A week or so ago, I had a physiology lab class on CVS microcirculation. Once our toads were distributed and anaesthetised, chopped open and mounted on dissecting microscopes, we had to study the circulation. (My toad seemed intent on staying awake; it took about ten minutes of dousing with MS-222, pulling its leg and poking its eye before I was satisfied the little bugger was under.) I realise this is a really stupid sounding post but it was INTERESTING TO ME. I'd never seen blood moving through vessels before. Everything up until then was static images and text.
Watching single erythrocytes squeeze themselves through capillaries and two rushing streams of blood converge at a vein--fastslowfast--is hypnotic. I'm not going to get all "river of life" on you, but anyone whose seen it probably understands what I'm talking about. You can't help but stand back for a small moment and simply marvel at the biological complexity of life. (I'm deliberately ommitting the part where I had to induce a hemorrhage by cutting the femoral artery and finished up by cutting out the BEATING HEART! which was STILL BEATING ALL OVER THE DISSECTION PLATE! and dumped the lot in the bin. DAMN YOU, FRIGHTENING PURKINJE FIBRES!)
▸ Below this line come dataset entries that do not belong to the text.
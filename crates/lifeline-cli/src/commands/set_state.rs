use super::{colorize_state, json_pretty, Session, Target, EXIT_SUCCESS};
use lifeline_core::validate_transition;
use lifeline_schema::State;
use tracing::warn;

/// Assign the current state directly. The change must be a legal
/// predecessor/successor pair unless `force` is set.
pub fn run(
    session: &Session,
    target: &str,
    state: &str,
    force: bool,
    json: bool,
) -> Result<u8, String> {
    let target = Target::parse(target)?;
    let state = state.parse::<State>().map_err(|e| e.to_string())?;

    let _lock = session.lock()?;
    let cluster = session.load()?;
    let sch = target.resolve_persisted(&cluster)?;
    let from = sch.state();
    if force {
        warn!("forcing {target} from {from} to {state}");
    } else {
        validate_transition(from, state).map_err(|e| e.to_string())?;
    }
    sch.set_state(state).map_err(|e| e.to_string())?;

    if json {
        let out = serde_json::json!({
            "target": target.to_string(),
            "from": from,
            "to": state,
            "forced": force,
        });
        println!("{}", json_pretty(&out)?);
    } else {
        println!("{target}: {from} -> {}", colorize_state(state.as_str()));
    }
    Ok(EXIT_SUCCESS)
}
On another note, I had a formative exam on Friday. ("Formative exam" means "If you fail this exam, chances are, you'll fail the real one! So we're watching you!") I'm pretty happy with how I went. The histology component went much better than I expected. What jerked my chain though was the physiology. I put in so many hours (MANY, MANY HOURS.) but still managed to stuff up a three of the questions. All the MCQs were "Choose the BEST answer," or "Choose the MOST correct answer," which made me want to shoot myself in the eye. Oh yeah, and I said prenatal erythropoiesis occurs in the yolk sac. And I labelled periostum as perichondrium. Clearly, I am going to be surgeon general. So hands up! Who wants me as their doctor?!
And now, for something completely different, I'll leave you with a labelled photo of my handbag before I go back to my study hole.
Click for larger image

3 comments:
Love the nerd rainbow. I heart both post it notes and triplus fineliner 10 packs. Yay.
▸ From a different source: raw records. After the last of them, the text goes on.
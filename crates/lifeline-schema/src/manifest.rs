use crate::configs::{validate_config_versions, ConfigVersions};
use crate::types::{validate_name, StackId};
use crate::SchemaError;
use serde::{Deserialize, Serialize};
use std::collections::{BTreeMap, BTreeSet};
use std::fs;
use std::path::Path;
use thiserror::Error;

#[derive(Debug, Error)]
pub enum ManifestError {
    #[error("failed to read manifest file: {0}")]
    Io(#[from] std::io::Error),
    #[error("failed to parse manifest: {0}")]
    ParseToml(#[from] toml::de::Error),
    #[error("unsupported manifest_version: {0}, expected 1")]
    UnsupportedVersion(u32),
    #[error("manifest error: {0}")]
    Schema(#[from] SchemaError),
    #[error("host '{0}' is declared more than once")]
    DuplicateHost(String),
    #[error("component '{service}/{component}' is placed on undeclared host '{host}'")]
    UnknownHost {
        service: String,
        component: String,
        host: String,
    },
}

/// Cluster topology: which components of which services live on which hosts.
#[derive(Debug, Clone, Deserialize, Serialize, PartialEq, Eq)]
#[serde(deny_unknown_fields)]
pub struct ClusterManifest {
    pub manifest_version: u32,
    pub cluster: ClusterSection,
    #[serde(default)]
    pub services: BTreeMap<String, ServiceSection>,
}

#[derive(Debug, Clone, Deserialize, Serialize, PartialEq, Eq)]
#[serde(deny_unknown_fields)]
pub struct ClusterSection {
    pub id: i64,
    pub name: String,
    /// Desired stack of every component, as `<name>-<version>`.
    #[serde(default)]
    pub desired_stack: String,
    #[serde(default)]
    pub hosts: Vec<String>,
}

#[derive(Debug, Clone, Default, Deserialize, Serialize, PartialEq, Eq)]
#[serde(deny_unknown_fields)]
pub struct ServiceSection {
    #[serde(default)]
    pub components: BTreeMap<String, ComponentSection>,
}

#[derive(Debug, Clone, Default, Deserialize, Serialize, PartialEq, Eq)]
#[serde(deny_unknown_fields)]
pub struct ComponentSection {
    /// Client-only components never run as daemons.
    #[serde(default)]
    pub client: bool,
    #[serde(default)]
    pub hosts: Vec<String>,
    /// Component-level desired config versions, inherited by every host.
    #[serde(default)]
    pub desired_configs: ConfigVersions,
}

impl ClusterManifest {
    pub fn desired_stack(&self) -> Result<StackId, ManifestError> {
        Ok(self.cluster.desired_stack.parse()?)
    }

    /// Check version, names, stack id, config maps, and host placement.
    pub fn validate(&self) -> Result<(), ManifestError> {
        if self.manifest_version != 1 {
            return Err(ManifestError::UnsupportedVersion(self.manifest_version));
        }
        validate_name("cluster", &self.cluster.name)?;
        self.desired_stack()?;

        let mut hosts = BTreeSet::new();
        for host in &self.cluster.hosts {
            validate_name("host", host)?;
            if !hosts.insert(host.as_str()) {
                return Err(ManifestError::DuplicateHost(host.clone()));
            }
        }

        for (service_name, service) in &self.services {
            validate_name("service", service_name)?;
            for (component_name, component) in &service.components {
                validate_name("component", component_name)?;
                validate_config_versions(&component.desired_configs)?;
                for host in &component.hosts {
                    if !hosts.contains(host.as_str()) {
                        return Err(ManifestError::UnknownHost {
                            service: service_name.clone(),
                            component: component_name.clone(),
                            host: host.clone(),
                        });
                    }
                }
            }
        }
        Ok(())
    }
}

pub fn parse_manifest_str(input: &str) -> Result<ClusterManifest, ManifestError> {
    let manifest: ClusterManifest = toml::from_str(input)?;
    manifest.validate()?;
    Ok(manifest)
}

pub fn parse_manifest_file(path: impl AsRef<Path>) -> Result<ClusterManifest, ManifestError> {
    let content = fs::read_to_string(path)?;
    parse_manifest_str(&content)
}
Med school and education and genetics in general make me almost blind. Like, labrador before 30 sort of thing.
Might check that book out if the public library has it..
Hey, great to meet another Med Student victim around these parts :)) I totally know what you're talking about in the first paragraph. Sometimes I wish I was a commerce student too :P
And thank you for the comment on my blog. Secret smokers unite ;)
I thought the yolk sac then the liver took care of haematopoiesis in the embryo / foetus prior to the long bones.